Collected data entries
● ● ●
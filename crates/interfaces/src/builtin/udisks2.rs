//! The `udisks2` interface: operating as, or talking to, the UDisks2 service.
//!
//! The slot side is the storage daemon itself and receives broad mount and
//! device access; the plug side may only talk to it over the system bus.

use crate::backend::{AppArmorSpec, DBusSpec, SeccompSpec, UDevSpec, peer_clause};
use crate::connection::{ConnectedPlug, ConnectedSlot};
use crate::interface::{Interface, StaticInfo};
use crate::package::SlotInfo;
use crate::Result;

const NAME: &str = "udisks2";

const SUMMARY: &str = "allows operating as or interacting with the UDisks2 service";

const BASE_DECLARATION_SLOTS: &str = r#"
  udisks2:
    allow-installation:
      slot-snap-type:
        - app
    deny-connection: true
    deny-auto-connection: true
"#;

const DBUS_STRICT: &str = "#include <abstractions/dbus-strict>";

const SLOT_SECURITY_TAGS: &str = "###SLOT_SECURITY_TAGS###";
const PLUG_SECURITY_TAGS: &str = "###PLUG_SECURITY_TAGS###";

const PERMANENT_SLOT_APPARMOR: &str = r#"
# Description: Allow operating as the udisks2. This gives privileged access to
# the system.

# DBus accesses
dbus (send)
    bus=system
    path=/org/freedesktop/DBus
    interface=org.freedesktop.DBus
    member="{Request,Release}Name"
    peer=(name=org.freedesktop.DBus, label=unconfined),

dbus (send)
    bus=system
    path=/org/freedesktop/DBus
    interface=org.freedesktop.DBus
    member="GetConnectionUnix{ProcessID,User}"
    peer=(label=unconfined),

# Allow binding the service to the requested connection name
dbus (bind)
    bus=system
    name="org.freedesktop.UDisks2",

# Allow unconfined to talk to us. The API for unconfined will be limited
# with DBus policy, below.
dbus (receive, send)
    bus=system
    path=/org/freedesktop/UDisks2{,/**}
    interface=org.freedesktop.DBus*
    peer=(label=unconfined),

# Needed for mount/unmount operations
capability sys_admin,

# Allow scanning of devices
network netlink raw,
/run/udev/data/b[0-9]*:[0-9]* r,
/sys/devices/**/block/** r,

# Mount points could be in /run/media/<user>/* or /media/<user>/*
/run/systemd/seats/* r,
/{,run/}media/{,**} rw,
mount options=(ro,nosuid,nodev) /dev/{sd*,mmcblk*} -> /{,run/}media/**,
mount options=(rw,nosuid,nodev) /dev/{sd*,mmcblk*} -> /{,run/}media/**,
umount /{,run/}media/**,

# This should probably be patched to use $SNAP_DATA/run/...
/run/udisks2/{,**} rw,

# udisksd execs mount/umount to do the actual operations
/bin/mount ixr,
/bin/umount ixr,

# mount/umount (via libmount) track some mount info in these files
/run/mount/utab* wrl,

# Udisks2 needs to read the raw device for partition information. These rules
# give raw read access to the system disks and therefore the entire system.
/dev/sd* r,
/dev/mmcblk* r,
/dev/vd* r,

# Needed for probing raw devices
capability sys_rawio,
"#;

const CONNECTED_SLOT_APPARMOR: &str = r####"
# Allow connected clients to interact with the service. This gives privileged
# access to the system.

dbus (receive, send)
    bus=system
    path=/org/freedesktop/UDisks2/**
    interface=org.freedesktop.DBus.Properties
    peer=(label="###PLUG_SECURITY_TAGS###"),

dbus (receive, send)
    bus=system
    path=/org/freedesktop/UDisks2
    interface=org.freedesktop.DBus.ObjectManager
    peer=(label="###PLUG_SECURITY_TAGS###"),

# Allow access to the Udisks2 API
dbus (receive, send)
    bus=system
    path=/org/freedesktop/UDisks2/**
    interface=org.freedesktop.UDisks2.*
    peer=(label="###PLUG_SECURITY_TAGS###"),

# Allow clients to introspect the service
dbus (receive)
    bus=system
    path=/org/freedesktop/UDisks2
    interface=org.freedesktop.DBus.Introspectable
    member=Introspect
    peer=(label="###PLUG_SECURITY_TAGS###"),
"####;

const CONNECTED_PLUG_APPARMOR: &str = r####"
# Description: Allow using udisks service. This gives privileged access to the
# service.

dbus (receive, send)
    bus=system
    path=/org/freedesktop/UDisks2/**
    interface=org.freedesktop.DBus.Properties
    peer=(label="###SLOT_SECURITY_TAGS###"),

dbus (receive, send)
    bus=system
    path=/org/freedesktop/UDisks2
    interface=org.freedesktop.DBus.ObjectManager
    peer=(label="###SLOT_SECURITY_TAGS###"),

# Allow access to the Udisks2 API
dbus (receive, send)
    bus=system
    path=/org/freedesktop/UDisks2/**
    interface=org.freedesktop.UDisks2.*
    peer=(label="###SLOT_SECURITY_TAGS###"),

# Allow clients to introspect the service
dbus (send)
    bus=system
    path=/org/freedesktop/UDisks2
    interface=org.freedesktop.DBus.Introspectable
    member=Introspect
    peer=(label="###SLOT_SECURITY_TAGS###"),
"####;

const PERMANENT_SLOT_SECCOMP: &str = r#"
bind
chown32
fchown
fchown32
fchownat
lchown
lchown32
mount
shmctl
umount
umount2
# libudev
socket AF_NETLINK - NETLINK_KOBJECT_UEVENT
"#;

const PERMANENT_SLOT_DBUS: &str = r#"
<policy user="root">
    <allow own="org.freedesktop.UDisks2"/>
    <allow send_destination="org.freedesktop.UDisks2"/>
</policy>

<policy context="default">
    <allow send_destination="org.freedesktop.UDisks2" send_interface="org.freedesktop.DBus.Introspectable" />
</policy>
"#;

const CONNECTED_PLUG_DBUS: &str = r#"
<policy context="default">
    <deny own="org.freedesktop.UDisks2"/>
    <deny send_destination="org.freedesktop.UDisks2"/>
</policy>
"#;

const PERMANENT_SLOT_UDEV: &str = r#"
# Skip probing if not a block device or if requested by other rules
SUBSYSTEM!="block", GOTO="udisks_probe_end"
ENV{DM_MULTIPATH_DEVICE_PATH}=="?*", GOTO="udisks_probe_end"
ENV{DM_UDEV_DISABLE_OTHER_RULES_FLAG}=="?*", GOTO="udisks_probe_end"

# MD-RAID (aka Linux Software RAID) members
SUBSYSTEM=="block", ENV{ID_FS_USAGE}=="raid", ENV{ID_FS_TYPE}=="linux_raid_member", ENV{UDISKS_MD_MEMBER_LEVEL}=="", IMPORT{program}="/bin/sh -c '/sbin/mdadm --examine --export $tempnode | sed s/^MD_/UDISKS_MD_MEMBER_/g'"

SUBSYSTEM=="block", KERNEL=="md*", ENV{DEVTYPE}!="partition", IMPORT{program}="/bin/sh -c '/sbin/mdadm --detail --export $tempnode | sed s/^MD_/UDISKS_MD_/g'"

LABEL="udisks_probe_end"

# Mark devices that should be ignored by udisks2
SUBSYSTEM=="block", ENV{ID_FS_USAGE}=="filesystem", ENV{ID_FS_TYPE}=="swap", ENV{UDISKS_IGNORE}="1"
"#;

#[derive(Debug, Default, Clone, Copy)]
pub struct UDisks2Interface;

impl Interface for UDisks2Interface {
    fn name(&self) -> &'static str {
        NAME
    }

    fn static_info(&self) -> StaticInfo {
        StaticInfo {
            summary: SUMMARY,
            base_declaration_slots: BASE_DECLARATION_SLOTS,
            ..StaticInfo::default()
        }
    }

    fn apparmor_connected_plug(
        &self,
        spec: &mut AppArmorSpec,
        _plug: &ConnectedPlug<'_>,
        slot: &ConnectedSlot<'_>,
    ) -> Result<()> {
        let snippet = CONNECTED_PLUG_APPARMOR.replace(
            &format!("peer=(label=\"{SLOT_SECURITY_TAGS}\"),"),
            &peer_clause(slot.label()),
        );
        spec.add_directive(DBUS_STRICT);
        spec.add_snippet(&snippet);
        Ok(())
    }

    fn apparmor_connected_slot(
        &self,
        spec: &mut AppArmorSpec,
        plug: &ConnectedPlug<'_>,
        _slot: &ConnectedSlot<'_>,
    ) -> Result<()> {
        let snippet = CONNECTED_SLOT_APPARMOR.replace(
            &format!("peer=(label=\"{PLUG_SECURITY_TAGS}\"),"),
            &peer_clause(plug.label()),
        );
        spec.add_snippet(&snippet);
        Ok(())
    }

    fn apparmor_permanent_slot(&self, spec: &mut AppArmorSpec, _slot: &SlotInfo) -> Result<()> {
        spec.add_directive(DBUS_STRICT);
        spec.add_snippet(PERMANENT_SLOT_APPARMOR);
        Ok(())
    }

    fn seccomp_permanent_slot(&self, spec: &mut SeccompSpec, _slot: &SlotInfo) -> Result<()> {
        spec.add_snippet(PERMANENT_SLOT_SECCOMP);
        Ok(())
    }

    fn dbus_connected_plug(
        &self,
        spec: &mut DBusSpec,
        _plug: &ConnectedPlug<'_>,
        _slot: &ConnectedSlot<'_>,
    ) -> Result<()> {
        spec.add_snippet(CONNECTED_PLUG_DBUS);
        Ok(())
    }

    fn dbus_permanent_slot(&self, spec: &mut DBusSpec, _slot: &SlotInfo) -> Result<()> {
        spec.add_snippet(PERMANENT_SLOT_DBUS);
        Ok(())
    }

    fn udev_permanent_slot(&self, spec: &mut UDevSpec, _slot: &SlotInfo) -> Result<()> {
        // detection rules jump to the label, so they go before any tagging
        spec.add_snippet(PERMANENT_SLOT_UDEV);
        spec.tag_device(r#"SUBSYSTEM=="block""#);
        spec.tag_device(r#"SUBSYSTEM=="usb""#);
        Ok(())
    }
}
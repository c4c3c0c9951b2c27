//! srv-discovery
//!
//! Client-side service discovery with background caching: translates a logical
//! service name into a live, periodically refreshed set of network-addressable
//! instances. Consumers read a cached snapshot on the hot path (non-blocking
//! after warm-up), resolver failures are absorbed by a last-known-good
//! staleness policy, and instance-set changes are pushed through callbacks or
//! an event-channel shim.
//!
//! The resolution protocol is pluggable through [`ResolverBackend`]; the
//! built-in backend translates RFC 2782 DNS SRV lookups into instance records.

pub mod backend;
pub mod backoff;
pub mod client;
pub mod config;
pub mod error;
pub mod event;
pub mod instance;
pub mod instancer;
pub mod matcher;

// Re-exports
pub use backend::ResolverBackend;
pub use backend::dns::{DnsSrvBackend, NameTemplate};
pub use backoff::{DEFAULT_MAX_REFRESH_BACKOFF, RefreshBackoff};
pub use client::{BackendFactory, Client};
pub use config::{DEFAULT_REFRESH_INTERVAL_SECS, DiscoveryConfig};
pub use error::{DiscoveryError, Result};
pub use event::Event;
pub use instance::{Health, Instance, Service};
pub use instancer::{ChangeCallback, Instancer};
pub use matcher::InstanceMatcher;
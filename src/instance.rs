//! 服务实例与解析快照定义

use std::collections::{HashMap, HashSet};

use chrono::{DateTime, Utc};
use serde::{Deserialize, Serialize};

use crate::error::DiscoveryError;

/// 实例健康状态
#[derive(Debug, Clone, Copy, Serialize, Deserialize, PartialEq, Eq, Hash)]
#[serde(rename_all = "lowercase")]
pub enum Health {
    Passing,
    Warning,
    Critical,
    Maintenance,
}

impl std::str::FromStr for Health {
    type Err = String;

    fn from_str(s: &str) -> std::result::Result<Self, Self::Err> {
        match s.to_lowercase().as_str() {
            "passing" => Ok(Health::Passing),
            "warning" => Ok(Health::Warning),
            "critical" => Ok(Health::Critical),
            "maintenance" => Ok(Health::Maintenance),
            _ => Err(format!("Unknown health status: {}", s)),
        }
    }
}

/// 服务实例
///
/// 一次解析周期产出的不可变记录，每个刷新周期重新构建。
/// 调用方不应假设跨刷新周期的对象同一性，只有 `id` 字段是稳定的。
#[derive(Debug, Clone, Serialize, Deserialize, PartialEq, Eq)]
pub struct Instance {
    /// 实例 ID（快照内唯一，默认为 "host:port"）
    pub id: String,

    /// 所属逻辑服务名
    pub service: String,

    /// 目标主机
    pub address: String,

    /// 端口（FQDN 降级实例为 0）
    pub port: u16,

    /// 元数据（用于过滤和观测）
    pub meta: HashMap<String, String>,

    /// 健康状态
    pub health: Health,

    /// 后端原始记录（仅用于调试）
    pub raw_entry: Option<String>,
}

impl Instance {
    /// 创建新的服务实例，ID 默认为 "host:port"
    pub fn new(service: impl Into<String>, address: impl Into<String>, port: u16) -> Self {
        let address = address.into();
        Self {
            id: format!("{}:{}", address, port),
            service: service.into(),
            address,
            port,
            meta: HashMap::new(),
            health: Health::Passing,
            raw_entry: None,
        }
    }

    /// 覆盖实例 ID
    pub fn with_id(mut self, id: impl Into<String>) -> Self {
        self.id = id.into();
        self
    }

    /// 添加元数据
    pub fn with_meta(mut self, key: impl Into<String>, value: impl Into<String>) -> Self {
        self.meta.insert(key.into(), value.into());
        self
    }

    /// 设置健康状态
    pub fn with_health(mut self, health: Health) -> Self {
        self.health = health;
        self
    }

    /// 设置后端原始记录
    pub fn with_raw_entry(mut self, raw: impl Into<String>) -> Self {
        self.raw_entry = Some(raw.into());
        self
    }

    /// 转换为 "host:port" 形式的拨号地址
    pub fn authority(&self) -> String {
        format!("{}:{}", self.address, self.port)
    }
}

/// 解析快照
///
/// 一个逻辑服务名在某个时刻的完整解析结果。快照整体替换、从不原地修改。
/// `err` 非空并不意味着实例列表为空：解析失败时保留上一次成功的实例列表
/// （过期但可用），同时记录新的错误。
#[derive(Debug, Clone)]
pub struct Service {
    /// 逻辑服务名
    pub name: String,

    /// 实例列表（保持后端返回顺序）
    pub instances: Vec<Instance>,

    /// 快照时间
    pub time: DateTime<Utc>,

    /// 最近一次解析错误
    pub err: Option<DiscoveryError>,
}

impl Service {
    /// 构建快照
    pub fn new(name: impl Into<String>, instances: Vec<Instance>) -> Self {
        Self {
            name: name.into(),
            instances,
            time: Utc::now(),
            err: None,
        }
    }

    /// 记录解析错误
    pub fn with_err(mut self, err: DiscoveryError) -> Self {
        self.err = Some(err);
        self
    }

    /// 实例 ID 集合（用于变更检测）
    pub fn instance_ids(&self) -> HashSet<&str> {
        self.instances.iter().map(|i| i.id.as_str()).collect()
    }
}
● ● ●
Only the lines from the beginning of the entries through the line bearing "the system bus." should be returned, each exactly as written.

filename crates/interfaces/src/builtin/udisks2.rs
//! The `udisks2` interface: operating as, or talking to, the UDisks2 service.
//!
//! The slot side is the storage daemon itself and receives broad mount and
//! device access; the plug side may only talk to it over the system bus.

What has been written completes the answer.